GOAL OF THE EXERCISE >>
Lines from the one containing "pub fn row_span(&self, x: u32, y: u32, len: u32)" through the last one in the data below: write them out word for word, and only them.

####

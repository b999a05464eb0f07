//! Batch export orchestration — one source raster, many target sizes.
//!
//! The orchestrator fans each entry of a [`SizeSet`] out over the
//! [rayon](https://docs.rs/rayon) worker pool, resamples independently
//! against a shared read-only borrow of the source, PNG-encodes each
//! result, and joins back into a vector that preserves the input order.
//!
//! Aggregation is all-or-nothing: if any member fails, the batch reports the
//! first failure in input order and no partial results survive. Callers that
//! want partial results should drive [`resample`] per size themselves.

use crate::codec::{self, CodecError};
use crate::imaging::{FitMode, ImagingError, resample};
use crate::raster::Raster;
use rayon::prelude::*;
use serde::{Deserialize, Serialize};
use thiserror::Error;

/// Stock icon-set edges, in export order.
pub const ICON_SIZES: [u32; 8] = [16, 19, 24, 32, 48, 128, 256, 512];

/// An ordered batch of target dimensions.
///
/// Duplicates are permitted and processed independently; order is the order
/// results come back in.
#[derive(Debug, Clone, PartialEq, Eq, Serialize, Deserialize)]
pub struct SizeSet(Vec<(u32, u32)>);

impl SizeSet {
    pub fn new(pairs: Vec<(u32, u32)>) -> Self {
        Self(pairs)
    }

    /// Square targets from a list of edge lengths.
    pub fn squares(edges: &[u32]) -> Self {
        Self(edges.iter().map(|&e| (e, e)).collect())
    }

    pub fn pairs(&self) -> &[(u32, u32)] {
        &self.0
    }

    pub fn len(&self) -> usize {
        self.0.len()
    }

    pub fn is_empty(&self) -> bool {
        self.0.is_empty()
    }
}

/// The stock icon set: `{16, 19, 24, 32, 48, 128, 256, 512}` squares.
impl Default for SizeSet {
    fn default() -> Self {
        Self::squares(&ICON_SIZES)
    }
}

/// One successfully exported variant: target size plus encoded PNG bytes.
#[derive(Debug, Clone)]
pub struct ExportResult {
    pub width: u32,
    pub height: u32,
    pub png: Vec<u8>,
}

/// A batch failure, wrapping the first failing member in input order.
#[derive(Error, Debug)]
pub enum BatchError {
    #[error("resample to {width}x{height} failed: {source}")]
    Resample {
        width: u32,
        height: u32,
        source: ImagingError,
    },
    #[error("encoding the {width}x{height} variant failed: {source}")]
    Encode {
        width: u32,
        height: u32,
        source: CodecError,
    },
}

/// Resample `source` to every entry of `sizes` and encode each result as PNG.
///
/// Entries are independent: each worker reads the shared source immutably
/// and allocates its own output, so per-size work parallelizes freely while
/// the returned vector still matches `sizes` entry for entry.
pub fn generate_set(
    source: &Raster,
    sizes: &SizeSet,
    mode: FitMode,
) -> Result<Vec<ExportResult>, BatchError> {
    let outcomes: Vec<Result<ExportResult, BatchError>> = sizes
        .pairs()
        .par_iter()
        .map(|&(width, height)| {
            let raster = resample(source, width, height, mode).map_err(|source| {
                BatchError::Resample {
                    width,
                    height,
                    source,
                }
            })?;
            let png = codec::encode_png(&raster).map_err(|source| BatchError::Encode {
                width,
                height,
                source,
            })?;
            Ok(ExportResult { width, height, png })
        })
        .collect();

    // Join in input order so the reported failure is the first one a
    // sequential run would have hit, not whichever worker lost the race.
    let mut results = Vec::with_capacity(outcomes.len());
    for outcome in outcomes {
        results.push(outcome?);
    }
    Ok(results)
}
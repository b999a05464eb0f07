//! In-memory bitmap representation shared by every pipeline operator.
//!
//! A [`Raster`] is a width, a height, and a flat, contiguous RGBA8 buffer of
//! exactly `width × height × 4` bytes. The buffer layout is identical to
//! `image::RgbaImage`, so conversion between the two is a plain buffer move —
//! no per-pixel shuffling. Call sites never do channel-index arithmetic on
//! the buffer; they go through the typed accessors ([`Raster::pixel`],
//! [`Raster::for_each_pixel_mut`], [`Raster::row`]).
//!
//! Ownership follows the pipeline contract: every operator allocates a fresh
//! `Raster` for its output and never mutates one it did not allocate.

use crate::imaging::ImagingError;
use serde::{Deserialize, Serialize};

/// Bytes per RGBA8 sample.
const CHANNELS: usize = 4;

/// A single RGBA8 sample.
#[derive(Debug, Clone, Copy, PartialEq, Eq)]
pub struct Px {
    pub r: u8,
    pub g: u8,
    pub b: u8,
    pub a: u8,
}

impl Px {
    pub const TRANSPARENT: Px = Px {
        r: 0,
        g: 0,
        b: 0,
        a: 0,
    };

    pub fn opaque(r: u8, g: u8, b: u8) -> Self {
        Self { r, g, b, a: 255 }
    }
}

/// A decoded bitmap: dimensions plus a flat RGBA8 pixel buffer.
///
/// The length invariant (`pixels.len() == width × height × 4`, both
/// dimensions nonzero) is enforced at every constructor, so a `Raster`
/// obtained safely is always well-formed.
#[derive(Debug, Clone, PartialEq, Eq)]
pub struct Raster {
    width: u32,
    height: u32,
    pixels: Vec<u8>,
}

impl Raster {
    /// Build a raster from an existing RGBA8 buffer.
    ///
    /// Fails with [`ImagingError::MalformedRaster`] when either dimension is
    /// zero or the buffer length does not match `width × height × 4`.
    pub fn from_raw(width: u32, height: u32, pixels: Vec<u8>) -> Result<Self, ImagingError> {
        let expected = (width as usize)
            .checked_mul(height as usize)
            .and_then(|n| n.checked_mul(CHANNELS));
        match expected {
            Some(expected) if width > 0 && height > 0 && pixels.len() == expected => Ok(Self {
                width,
                height,
                pixels,
            }),
            _ => Err(ImagingError::MalformedRaster {
                width,
                height,
                expected: expected.unwrap_or(0),
                actual: pixels.len(),
            }),
        }
    }

    /// A fully transparent canvas of the given size.
    pub fn blank(width: u32, height: u32) -> Result<Self, ImagingError> {
        if width == 0 || height == 0 {
            return Err(ImagingError::MalformedRaster {
                width,
                height,
                expected: 0,
                actual: 0,
            });
        }
        let len = (width as usize) * (height as usize) * CHANNELS;
        Ok(Self {
            width,
            height,
            pixels: vec![0; len],
        })
    }

    /// Build a raster by evaluating a function at every coordinate.
    /// Mirrors `image::RgbaImage::from_fn`; mostly useful in tests and
    /// synthetic-input tooling.
    pub fn from_fn(
        width: u32,
        height: u32,
        mut f: impl FnMut(u32, u32) -> Px,
    ) -> Result<Self, ImagingError> {
        let mut raster = Self::blank(width, height)?;
        for y in 0..height {
            for x in 0..width {
                raster.put_pixel(x, y, f(x, y));
            }
        }
        Ok(raster)
    }

    pub fn width(&self) -> u32 {
        self.width
    }

    pub fn height(&self) -> u32 {
        self.height
    }

    pub fn dimensions(&self) -> (u32, u32) {
        (self.width, self.height)
    }

    /// The raw RGBA8 buffer, row-major, no padding.
    pub fn pixels(&self) -> &[u8] {
        &self.pixels
    }

    /// Consume the raster, yielding its buffer (used for zero-copy handoff
    /// to the codec layer).
    pub fn into_pixels(self) -> Vec<u8> {
        self.pixels
    }

    /// Re-check the buffer invariant at an operator boundary.
    ///
    /// Constructors already enforce it; operators call this defensively so a
    /// malformed input is reported as an error rather than a panic deep in a
    /// pixel loop.
    pub fn validate(&self) -> Result<(), ImagingError> {
        let expected = (self.width as usize) * (self.height as usize) * CHANNELS;
        if self.width == 0 || self.height == 0 || self.pixels.len() != expected {
            return Err(ImagingError::MalformedRaster {
                width: self.width,
                height: self.height,
                expected,
                actual: self.pixels.len(),
            });
        }
        Ok(())
    }

    #[inline]
    fn offset(&self, x: u32, y: u32) -> usize {
        debug_assert!(x < self.width && y < self.height);
        ((y as usize) * (self.width as usize) + (x as usize)) * CHANNELS
    }

    /// Read the sample at `(x, y)`. Panics on out-of-range coordinates, same
    /// as slice indexing — callers index within `(width, height)`.
    pub fn pixel(&self, x: u32, y: u32) -> Px {
        let i = self.offset(x, y);
        Px {
            r: self.pixels[i],
            g: self.pixels[i + 1],
            b: self.pixels[i + 2],
            a: self.pixels[i + 3],
        }
    }

    /// Overwrite the sample at `(x, y)`.
    pub fn put_pixel(&mut self, x: u32, y: u32, px: Px) {
        let i = self.offset(x, y);
        self.pixels[i] = px.r;
        self.pixels[i + 1] = px.g;
        self.pixels[i + 2] = px.b;
        self.pixels[i + 3] = px.a;
    }

    /// One full row of raw RGBA8 bytes.
    pub fn row(&self, y: u32) -> &[u8] {
        let start = self.offset(0, y);
        &self.pixels[start..start + (self.width as usize) * CHANNELS]
    }

    /// A horizontal span of `len` pixels starting at `(x, y)`, as raw bytes.
    /// Lets the crop operator copy row segments without index math at the
    /// call site.
    pub fn row_span(&self, x: u32, y: u32, len: u32) -> &[u8] {
        let start = self.offset(x, y);
        &self.pixels[start..start + (len as usize) * CHANNELS]
    }

    /// Visit every sample mutably, in row-major order.
    pub fn for_each_pixel_mut(&mut self, mut f: impl FnMut(&mut Px)) {
        for chunk in self.pixels.chunks_exact_mut(CHANNELS) {
            let mut px = Px {
                r: chunk[0],
                g: chunk[1],
                b: chunk[2],
                a: chunk[3],
            };
            f(&mut px);
            chunk[0] = px.r;
            chunk[1] = px.g;
            chunk[2] = px.b;
            chunk[3] = px.a;
        }
    }
}

/// A crop region in source pixel coordinates.
#[derive(Debug, Clone, Copy, PartialEq, Eq, Serialize, Deserialize)]
pub struct Rectangle {
    pub left: u32,
    pub top: u32,
    pub width: u32,
    pub height: u32,
}

impl Rectangle {
    pub fn new(left: u32, top: u32, width: u32, height: u32) -> Self {
        Self {
            left,
            top,
            width,
            height,
        }
    }

    /// Whether this region lies fully inside a `source_width × source_height`
    /// raster. Zero-sized regions never fit.
    pub fn fits_within(&self, source_width: u32, source_height: u32) -> bool {
        self.width > 0
            && self.height > 0
            && (self.left as u64 + self.width as u64) <= source_width as u64
            && (self.top as u64 + self.height as u64) <= source_height as u64
    }
}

####

SOLUTION FOR THIS PROBLEM >>
    pub fn row_span(&self, x: u32, y: u32, len: u32) -> &[u8] {
        let start = self.offset(x, y);
        &self.pixels[start..start + (len as usize) * CHANNELS]
    }

    /// Visit every sample mutably, in row-major order.
    pub fn for_each_pixel_mut(&mut self, mut f: impl FnMut(&mut Px)) {
        for chunk in self.pixels.chunks_exact_mut(CHANNELS) {
            let mut px = Px {
                r: chunk[0],
                g: chunk[1],
                b: chunk[2],
                a: chunk[3],
            };
            f(&mut px);
            chunk[0] = px.r;
            chunk[1] = px.g;
            chunk[2] = px.b;
            chunk[3] = px.a;
        }
    }
}

/// A crop region in source pixel coordinates.
#[derive(Debug, Clone, Copy, PartialEq, Eq, Serialize, Deserialize)]
pub struct Rectangle {
    pub left: u32,
    pub top: u32,
    pub width: u32,
    pub height: u32,
}

impl Rectangle {
    pub fn new(left: u32, top: u32, width: u32, height: u32) -> Self {
        Self {
            left,
            top,
            width,
            height,
        }
    }

    /// Whether this region lies fully inside a `source_width × source_height`
    /// raster. Zero-sized regions never fit.
    pub fn fits_within(&self, source_width: u32, source_height: u32) -> bool {
        self.width > 0
            && self.height > 0
            && (self.left as u64 + self.width as u64) <= source_width as u64
            && (self.top as u64 + self.height as u64) <= source_height as u64
    }
}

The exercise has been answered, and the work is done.